▶ _Stored data_:
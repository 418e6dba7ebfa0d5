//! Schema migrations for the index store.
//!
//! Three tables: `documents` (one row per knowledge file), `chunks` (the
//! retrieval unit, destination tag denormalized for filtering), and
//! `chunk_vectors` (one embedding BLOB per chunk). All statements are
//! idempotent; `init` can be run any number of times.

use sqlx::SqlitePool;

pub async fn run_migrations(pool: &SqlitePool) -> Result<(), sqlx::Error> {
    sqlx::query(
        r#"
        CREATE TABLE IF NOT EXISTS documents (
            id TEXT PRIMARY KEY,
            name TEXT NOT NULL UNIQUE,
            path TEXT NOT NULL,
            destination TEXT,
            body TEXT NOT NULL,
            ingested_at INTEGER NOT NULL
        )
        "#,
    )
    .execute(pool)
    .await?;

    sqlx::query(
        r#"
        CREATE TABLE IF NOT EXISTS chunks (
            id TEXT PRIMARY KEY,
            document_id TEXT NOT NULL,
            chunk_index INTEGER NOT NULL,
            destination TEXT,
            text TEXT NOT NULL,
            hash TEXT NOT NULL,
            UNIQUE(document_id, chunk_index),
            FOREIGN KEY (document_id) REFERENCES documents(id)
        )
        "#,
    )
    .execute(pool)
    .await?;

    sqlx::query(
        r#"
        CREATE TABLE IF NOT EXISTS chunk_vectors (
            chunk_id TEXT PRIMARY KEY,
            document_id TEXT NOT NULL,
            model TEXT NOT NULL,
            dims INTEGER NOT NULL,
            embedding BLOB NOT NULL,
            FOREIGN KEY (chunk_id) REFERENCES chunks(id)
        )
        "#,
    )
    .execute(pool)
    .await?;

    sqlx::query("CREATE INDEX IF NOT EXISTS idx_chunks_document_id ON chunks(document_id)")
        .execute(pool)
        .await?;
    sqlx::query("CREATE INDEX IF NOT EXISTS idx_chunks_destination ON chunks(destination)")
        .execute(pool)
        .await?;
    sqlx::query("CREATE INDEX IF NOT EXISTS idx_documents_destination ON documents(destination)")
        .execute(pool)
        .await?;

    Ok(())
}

==

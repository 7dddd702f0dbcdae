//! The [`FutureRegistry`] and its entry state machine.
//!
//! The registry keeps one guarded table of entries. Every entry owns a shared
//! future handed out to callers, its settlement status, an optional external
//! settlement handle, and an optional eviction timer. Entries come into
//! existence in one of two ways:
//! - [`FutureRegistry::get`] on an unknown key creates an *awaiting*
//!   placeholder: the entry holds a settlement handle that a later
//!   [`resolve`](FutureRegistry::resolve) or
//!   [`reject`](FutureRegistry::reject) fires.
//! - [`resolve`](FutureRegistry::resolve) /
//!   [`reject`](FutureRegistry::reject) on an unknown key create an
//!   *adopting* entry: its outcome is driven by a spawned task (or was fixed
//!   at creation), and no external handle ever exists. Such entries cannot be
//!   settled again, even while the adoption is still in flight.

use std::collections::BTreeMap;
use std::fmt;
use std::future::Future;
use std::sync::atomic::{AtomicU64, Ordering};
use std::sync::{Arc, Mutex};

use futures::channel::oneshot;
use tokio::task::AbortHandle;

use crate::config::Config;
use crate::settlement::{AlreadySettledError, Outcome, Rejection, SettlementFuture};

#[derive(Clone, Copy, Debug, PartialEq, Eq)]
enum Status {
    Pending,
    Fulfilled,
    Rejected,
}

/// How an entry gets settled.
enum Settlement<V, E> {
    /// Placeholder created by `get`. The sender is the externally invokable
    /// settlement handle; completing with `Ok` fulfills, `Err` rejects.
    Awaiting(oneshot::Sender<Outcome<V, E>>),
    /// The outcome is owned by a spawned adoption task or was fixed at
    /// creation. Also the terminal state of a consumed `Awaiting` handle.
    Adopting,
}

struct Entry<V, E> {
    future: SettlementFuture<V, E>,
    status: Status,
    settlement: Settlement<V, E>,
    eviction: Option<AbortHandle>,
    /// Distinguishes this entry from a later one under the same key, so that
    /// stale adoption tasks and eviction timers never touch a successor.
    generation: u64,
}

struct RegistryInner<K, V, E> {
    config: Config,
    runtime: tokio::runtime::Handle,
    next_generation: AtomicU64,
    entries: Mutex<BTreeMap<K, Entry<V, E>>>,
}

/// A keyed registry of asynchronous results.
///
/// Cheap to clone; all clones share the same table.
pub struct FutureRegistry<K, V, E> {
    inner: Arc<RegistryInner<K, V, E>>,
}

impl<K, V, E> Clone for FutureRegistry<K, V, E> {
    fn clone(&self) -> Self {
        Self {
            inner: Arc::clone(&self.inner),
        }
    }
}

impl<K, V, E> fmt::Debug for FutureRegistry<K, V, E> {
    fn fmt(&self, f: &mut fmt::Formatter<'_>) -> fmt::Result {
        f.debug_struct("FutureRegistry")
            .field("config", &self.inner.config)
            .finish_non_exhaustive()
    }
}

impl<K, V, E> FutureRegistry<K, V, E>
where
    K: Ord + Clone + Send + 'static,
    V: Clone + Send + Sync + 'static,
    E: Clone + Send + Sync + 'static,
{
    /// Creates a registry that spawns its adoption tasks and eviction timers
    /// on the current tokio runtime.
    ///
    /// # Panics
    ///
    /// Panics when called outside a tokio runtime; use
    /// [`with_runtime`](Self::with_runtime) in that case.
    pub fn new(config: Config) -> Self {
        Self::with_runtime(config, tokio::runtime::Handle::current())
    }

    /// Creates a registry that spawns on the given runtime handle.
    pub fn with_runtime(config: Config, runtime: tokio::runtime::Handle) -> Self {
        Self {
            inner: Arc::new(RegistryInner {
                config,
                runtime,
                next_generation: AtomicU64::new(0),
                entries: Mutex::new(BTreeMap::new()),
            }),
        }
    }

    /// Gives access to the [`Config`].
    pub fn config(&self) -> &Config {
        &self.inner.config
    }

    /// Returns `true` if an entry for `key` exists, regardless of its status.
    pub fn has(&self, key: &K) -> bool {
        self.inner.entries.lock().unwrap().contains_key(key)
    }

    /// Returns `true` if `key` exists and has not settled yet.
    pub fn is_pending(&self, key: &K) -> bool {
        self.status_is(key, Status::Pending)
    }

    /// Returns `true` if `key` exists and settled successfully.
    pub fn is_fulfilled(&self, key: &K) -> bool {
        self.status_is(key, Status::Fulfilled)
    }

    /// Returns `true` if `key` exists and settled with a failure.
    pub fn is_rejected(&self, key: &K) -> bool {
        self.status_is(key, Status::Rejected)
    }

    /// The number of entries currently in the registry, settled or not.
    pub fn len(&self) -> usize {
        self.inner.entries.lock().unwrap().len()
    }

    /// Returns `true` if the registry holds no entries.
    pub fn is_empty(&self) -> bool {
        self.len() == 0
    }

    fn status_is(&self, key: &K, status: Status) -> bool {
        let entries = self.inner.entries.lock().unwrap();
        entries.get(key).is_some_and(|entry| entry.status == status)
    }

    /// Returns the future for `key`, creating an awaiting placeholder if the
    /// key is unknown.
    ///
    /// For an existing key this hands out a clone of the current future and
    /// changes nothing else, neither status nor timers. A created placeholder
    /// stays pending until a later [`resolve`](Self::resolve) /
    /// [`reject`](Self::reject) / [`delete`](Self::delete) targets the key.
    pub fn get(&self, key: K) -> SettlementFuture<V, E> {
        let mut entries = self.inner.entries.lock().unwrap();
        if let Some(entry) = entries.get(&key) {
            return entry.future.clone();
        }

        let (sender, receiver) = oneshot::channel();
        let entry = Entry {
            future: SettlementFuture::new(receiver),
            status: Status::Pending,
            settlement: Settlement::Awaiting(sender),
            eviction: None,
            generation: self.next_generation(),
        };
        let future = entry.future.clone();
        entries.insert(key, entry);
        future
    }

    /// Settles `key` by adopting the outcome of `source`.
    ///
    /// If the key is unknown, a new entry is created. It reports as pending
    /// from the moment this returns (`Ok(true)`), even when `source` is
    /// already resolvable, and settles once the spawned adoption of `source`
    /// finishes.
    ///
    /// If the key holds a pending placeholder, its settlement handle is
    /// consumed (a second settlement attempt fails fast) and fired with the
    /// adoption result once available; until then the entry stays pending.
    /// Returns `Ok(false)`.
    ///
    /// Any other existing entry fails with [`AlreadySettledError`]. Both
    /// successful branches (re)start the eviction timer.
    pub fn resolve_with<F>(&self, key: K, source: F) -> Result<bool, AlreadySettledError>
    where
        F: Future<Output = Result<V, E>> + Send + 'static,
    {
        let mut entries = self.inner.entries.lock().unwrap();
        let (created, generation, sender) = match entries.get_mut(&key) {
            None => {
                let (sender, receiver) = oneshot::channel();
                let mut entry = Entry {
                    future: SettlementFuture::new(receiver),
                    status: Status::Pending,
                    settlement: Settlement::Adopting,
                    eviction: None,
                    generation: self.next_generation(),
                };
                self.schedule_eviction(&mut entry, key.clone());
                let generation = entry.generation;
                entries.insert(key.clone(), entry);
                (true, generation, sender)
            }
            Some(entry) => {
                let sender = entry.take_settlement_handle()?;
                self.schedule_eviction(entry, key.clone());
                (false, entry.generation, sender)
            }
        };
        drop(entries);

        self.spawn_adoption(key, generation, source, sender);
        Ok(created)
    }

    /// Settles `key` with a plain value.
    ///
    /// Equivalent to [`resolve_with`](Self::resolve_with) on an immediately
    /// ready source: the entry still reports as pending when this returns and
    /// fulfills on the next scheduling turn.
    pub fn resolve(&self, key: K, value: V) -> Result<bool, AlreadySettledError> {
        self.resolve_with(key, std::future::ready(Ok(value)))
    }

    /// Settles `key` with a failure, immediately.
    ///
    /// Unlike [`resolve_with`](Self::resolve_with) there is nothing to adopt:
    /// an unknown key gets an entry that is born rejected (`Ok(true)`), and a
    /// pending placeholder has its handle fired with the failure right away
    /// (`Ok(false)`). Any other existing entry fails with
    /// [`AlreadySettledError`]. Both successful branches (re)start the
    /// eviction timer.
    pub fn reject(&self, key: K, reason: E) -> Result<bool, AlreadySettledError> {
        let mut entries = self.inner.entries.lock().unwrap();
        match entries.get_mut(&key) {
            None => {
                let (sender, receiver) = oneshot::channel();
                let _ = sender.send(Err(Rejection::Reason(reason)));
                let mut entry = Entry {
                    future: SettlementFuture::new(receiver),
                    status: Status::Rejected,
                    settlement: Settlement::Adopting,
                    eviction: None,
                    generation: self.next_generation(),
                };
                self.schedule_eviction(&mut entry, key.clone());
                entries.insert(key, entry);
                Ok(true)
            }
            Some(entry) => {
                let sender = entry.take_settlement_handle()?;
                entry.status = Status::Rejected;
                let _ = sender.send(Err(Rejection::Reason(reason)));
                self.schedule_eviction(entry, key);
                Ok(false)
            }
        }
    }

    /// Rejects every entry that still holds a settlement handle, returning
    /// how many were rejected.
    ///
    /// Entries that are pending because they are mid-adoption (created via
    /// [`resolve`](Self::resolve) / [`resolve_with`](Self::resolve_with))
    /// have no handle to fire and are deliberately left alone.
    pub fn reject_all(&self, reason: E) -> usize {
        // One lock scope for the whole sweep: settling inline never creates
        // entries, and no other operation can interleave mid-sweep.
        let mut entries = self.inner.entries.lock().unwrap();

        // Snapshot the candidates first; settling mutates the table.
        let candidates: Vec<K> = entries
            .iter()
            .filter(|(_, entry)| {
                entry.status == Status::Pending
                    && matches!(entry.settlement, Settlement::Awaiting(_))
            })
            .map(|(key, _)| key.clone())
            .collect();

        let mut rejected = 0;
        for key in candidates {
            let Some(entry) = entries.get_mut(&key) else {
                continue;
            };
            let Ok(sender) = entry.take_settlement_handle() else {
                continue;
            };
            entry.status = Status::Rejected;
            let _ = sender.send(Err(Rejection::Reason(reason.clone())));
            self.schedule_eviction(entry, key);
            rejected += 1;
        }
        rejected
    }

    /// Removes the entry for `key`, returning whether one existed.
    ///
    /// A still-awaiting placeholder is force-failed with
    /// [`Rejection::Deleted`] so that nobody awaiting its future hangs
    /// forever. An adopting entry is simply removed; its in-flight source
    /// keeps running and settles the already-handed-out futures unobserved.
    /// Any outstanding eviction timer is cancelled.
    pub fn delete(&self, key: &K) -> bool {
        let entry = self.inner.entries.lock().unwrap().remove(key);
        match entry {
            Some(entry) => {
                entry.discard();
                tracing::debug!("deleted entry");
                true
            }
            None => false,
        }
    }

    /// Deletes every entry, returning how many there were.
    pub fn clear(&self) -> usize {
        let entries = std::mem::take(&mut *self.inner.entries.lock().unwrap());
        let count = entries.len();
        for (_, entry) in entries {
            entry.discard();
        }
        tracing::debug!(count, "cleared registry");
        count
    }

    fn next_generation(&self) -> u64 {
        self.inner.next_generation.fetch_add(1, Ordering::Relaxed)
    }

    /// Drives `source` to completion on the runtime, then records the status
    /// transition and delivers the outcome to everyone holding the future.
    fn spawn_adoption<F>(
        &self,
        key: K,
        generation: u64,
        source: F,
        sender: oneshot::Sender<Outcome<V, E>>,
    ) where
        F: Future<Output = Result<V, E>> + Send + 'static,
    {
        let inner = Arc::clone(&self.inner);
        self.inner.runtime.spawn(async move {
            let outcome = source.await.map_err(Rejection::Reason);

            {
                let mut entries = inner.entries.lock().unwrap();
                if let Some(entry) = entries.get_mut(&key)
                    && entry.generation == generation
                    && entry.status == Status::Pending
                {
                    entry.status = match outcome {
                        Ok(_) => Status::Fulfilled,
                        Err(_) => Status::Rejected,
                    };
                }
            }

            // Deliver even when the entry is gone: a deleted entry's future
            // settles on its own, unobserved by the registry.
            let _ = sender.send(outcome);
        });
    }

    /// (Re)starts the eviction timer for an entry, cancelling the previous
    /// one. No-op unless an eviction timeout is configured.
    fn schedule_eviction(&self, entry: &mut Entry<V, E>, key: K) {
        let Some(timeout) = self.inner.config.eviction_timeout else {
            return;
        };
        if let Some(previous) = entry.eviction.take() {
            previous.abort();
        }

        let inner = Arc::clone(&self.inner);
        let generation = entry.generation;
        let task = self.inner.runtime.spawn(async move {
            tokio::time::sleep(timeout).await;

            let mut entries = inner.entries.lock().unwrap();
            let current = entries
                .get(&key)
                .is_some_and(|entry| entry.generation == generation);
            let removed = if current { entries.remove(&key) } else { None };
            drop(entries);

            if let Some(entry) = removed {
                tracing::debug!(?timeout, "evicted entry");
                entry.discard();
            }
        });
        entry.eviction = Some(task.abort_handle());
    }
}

▶ _What you are asked to do_: In the entries above, find the line holding "repository 418e6dba7ebfa0d5" and the line holding "for filtering), and", then retype exactly those two lines and every line between them, and nothing else.

▶ _Task solution_:
repository 418e6dba7ebfa0d5
//! Schema migrations for the index store.
//!
//! Three tables: `documents` (one row per knowledge file), `chunks` (the
//! retrieval unit, destination tag denormalized for filtering), and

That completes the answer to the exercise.